Why is a strong POV important? Why can’t we give the reader the thoughts and feelings of the non-POV character? Doesn’t the reader gain more by having everyone’s thoughts and feelings? The simple answer is NO. Here’s what can happen by head hopping.

  • Potential for confusion — If the POV is sliding from one character to the next, there is always the possibility the reader will become confused, have to stop reading, track back and figure out who just spoke or had a thought. I cannot count the number of times I’ve been cruising along with a book, getting hooked by the story only to trip on a POV change I didn’t make with the book. Wait … What??? I have to stop and go back, and the last thing we want the reader to do is to stop reading because they have become confused.

  • Lessens the connection the reader has to the POV character. I know all the objections … the reader only becomes confused if the POV shift hasn’t been handled well, but if you do it well, you can get away with it. Ummm, I’m not trying to get away with anything (which implies we’re somehow trying to cheat or game our reader), but rather make sure I’m presenting my story in the best way I can to the reader. I want the reader to connect to my POV character. I want them to care what happens because that is going to keep them turning the pages. If I take time away from my POV character to give to a secondary character, no matter how well I’m doing it, I am pulling the reader briefly out of the story and making them get settled into another viewpoint.

  • One of the side effects that happens with head hopping is dilution of tension. If you have a scene and have set up the reader expectation that you are in and out of all of the characters thoughts, and need to build some mystery surrounding something one of the characters knows the others do not, how do you do it? If you have a strong POV, there is no problem because in a strong POV you only have the thoughts and feelings of a single character. And if you dilute your tension too much, the reader has no reason to keep on reading.

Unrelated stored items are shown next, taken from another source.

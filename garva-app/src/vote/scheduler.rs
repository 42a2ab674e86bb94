use std::collections::BTreeMap;
use std::time::Duration;

#[derive(Debug, Clone, Copy, PartialEq, Eq, PartialOrd, Ord, Hash)]
pub struct TaskHandle(u64);

impl TaskHandle {
    pub fn new(id: u64) -> Self {
        Self(id)
    }

    pub fn id(&self) -> u64 {
        self.0
    }
}

/// Runs a payload once after a delay unless cancelled first.
pub trait Scheduler<P> {
    fn schedule(&mut self, delay: Duration, payload: P) -> TaskHandle;

    /// Cancelling a task that already fired or was never scheduled does nothing.
    fn cancel(&mut self, handle: TaskHandle);

    /// Lets the scheduler forget a task whose payload has been handled.
    fn complete(&mut self, _handle: TaskHandle) {}
}

/// Scheduler driven by an explicit clock. Due payloads are handed back from
/// `advance_to` instead of being run.
#[derive(Debug)]
pub struct ManualScheduler<P> {
    now: Duration,
    next_id: u64,
    tasks: BTreeMap<TaskHandle, (Duration, P)>,
}

impl<P> Default for ManualScheduler<P> {
    fn default() -> Self {
        Self {
            now: Duration::ZERO,
            next_id: 0,
            tasks: BTreeMap::new(),
        }
    }
}

impl<P> ManualScheduler<P> {
    pub fn new() -> Self {
        Self::default()
    }

    pub fn now(&self) -> Duration {
        self.now
    }

    pub fn pending(&self) -> usize {
        self.tasks.len()
    }

    /// Moves the clock to `at` (never backwards) and returns every payload
    /// that came due, earliest first.
    pub fn advance_to(&mut self, at: Duration) -> Vec<P> {
        self.now = self.now.max(at);

        let mut due: Vec<(Duration, TaskHandle)> = self
            .tasks
            .iter()
            .filter(|(_, (deadline, _))| *deadline <= self.now)
            .map(|(handle, (deadline, _))| (*deadline, *handle))
            .collect();
        due.sort();

        due.into_iter()
            .filter_map(|(_, handle)| self.tasks.remove(&handle))
            .map(|(_, payload)| payload)
            .collect()
    }

    pub fn advance_by(&mut self, by: Duration) -> Vec<P> {
        self.advance_to(self.now + by)
    }
}

impl<P> Scheduler<P> for ManualScheduler<P> {
    fn schedule(&mut self, delay: Duration, payload: P) -> TaskHandle {
        let handle = TaskHandle::new(self.next_id);
        self.next_id += 1;
        self.tasks.insert(handle, (self.now + delay, payload));
        handle
    }

    fn cancel(&mut self, handle: TaskHandle) {
        self.tasks.remove(&handle);
    }
}
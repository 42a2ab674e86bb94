use garva_app::domain::{VoteCounts, VoteKind};
use leptos::prelude::*;
use std::time::Duration;

const BUMP: Duration = Duration::from_millis(200);

/// Joke body (stored as HTML) with its vote buttons. A muted card shows the counters but
/// ignores presses.
#[component]
pub fn CardContent(
    #[prop(into)] content: String,
    #[prop(into)] counts: Signal<VoteCounts>,
    #[prop(into)] vote: Signal<Option<VoteKind>>,
    #[prop(optional)] muted: bool,
    #[prop(optional)] on_vote: Option<Callback<VoteKind>>,
) -> impl IntoView {
    view! {
        <div class="card">
            <div class="card__text" inner_html=content></div>
            <div class="card__votes">
                <VoteButton
                    kind=VoteKind::Upvote
                    count=Signal::derive(move || counts.get().upvotes)
                    vote=vote
                    muted=muted
                    on_vote=on_vote
                />
                <VoteButton
                    kind=VoteKind::Downvote
                    count=Signal::derive(move || counts.get().downvotes)
                    vote=vote
                    muted=muted
                    on_vote=on_vote
                />
            </div>
        </div>
    }
}

#[component]
fn VoteButton(
    kind: VoteKind,
    #[prop(into)] count: Signal<i32>,
    vote: Signal<Option<VoteKind>>,
    muted: bool,
    on_vote: Option<Callback<VoteKind>>,
) -> impl IntoView {
    let bumped = RwSignal::new(false);

    let (icon, label) = match kind {
        VoteKind::Upvote => ("👍", "Rösta upp"),
        VoteKind::Downvote => ("👎", "Rösta ner"),
    };

    let class = move || {
        let mut class = format!("vote-button vote-button--{}", kind.as_str());
        if vote.get() == Some(kind) {
            class.push_str(" vote-button--active");
        }
        if bumped.get() {
            class.push_str(" vote-button--bump");
        }
        class
    };

    let on_click = move |_| {
        if muted {
            return;
        }
        if let Some(on_vote) = on_vote {
            bumped.set(true);
            set_timeout(move || bumped.set(false), BUMP);
            on_vote.run(kind);
        }
    };

    view! {
        <button
            type="button"
            class=class
            aria-label=label
            aria-pressed=move || (vote.get() == Some(kind)).to_string()
            tabindex=if muted { "-1" } else { "0" }
            on:pointerdown=|ev| ev.stop_propagation()
            on:click=on_click
        >
            <span class="vote-button__icon">{icon}</span>
            <span class="vote-button__count">{move || count.get()}</span>
        </button>
    }
}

So how do you ensure you’re not head hopping? Comb through your manuscript looking for tell-tale signs.

  • Target all sense words. If someone other than your POV character is seeing, feeling, hearing, touching, noticing, watching, etc. you have changed POV.

  • Watch for what they didn’t do. One common error I see all the time is, “I/He/She didn’t notice …” If your POV character didn’t notice something then you cannot put it in the book because they have not experienced it. That particular error is a slide into the omniscient viewpoint because it isn’t a specific character POV, but an unseen/unknown narrator telling the reader what the POV character didn’t notice.

  • Also the POV character cannot notice someone else not noticing something. Or not seeing, hearing, feeling, etc. Check all thoughts and determine WHO is thinking them … if it isn’t the POV character, then bring it out another way.

Does all this mean that you can never have multiple viewpoints in a book? Of course not. But make your selections wisely and with purpose and make sure you’re only changing POV at structured scene/chapter breaks.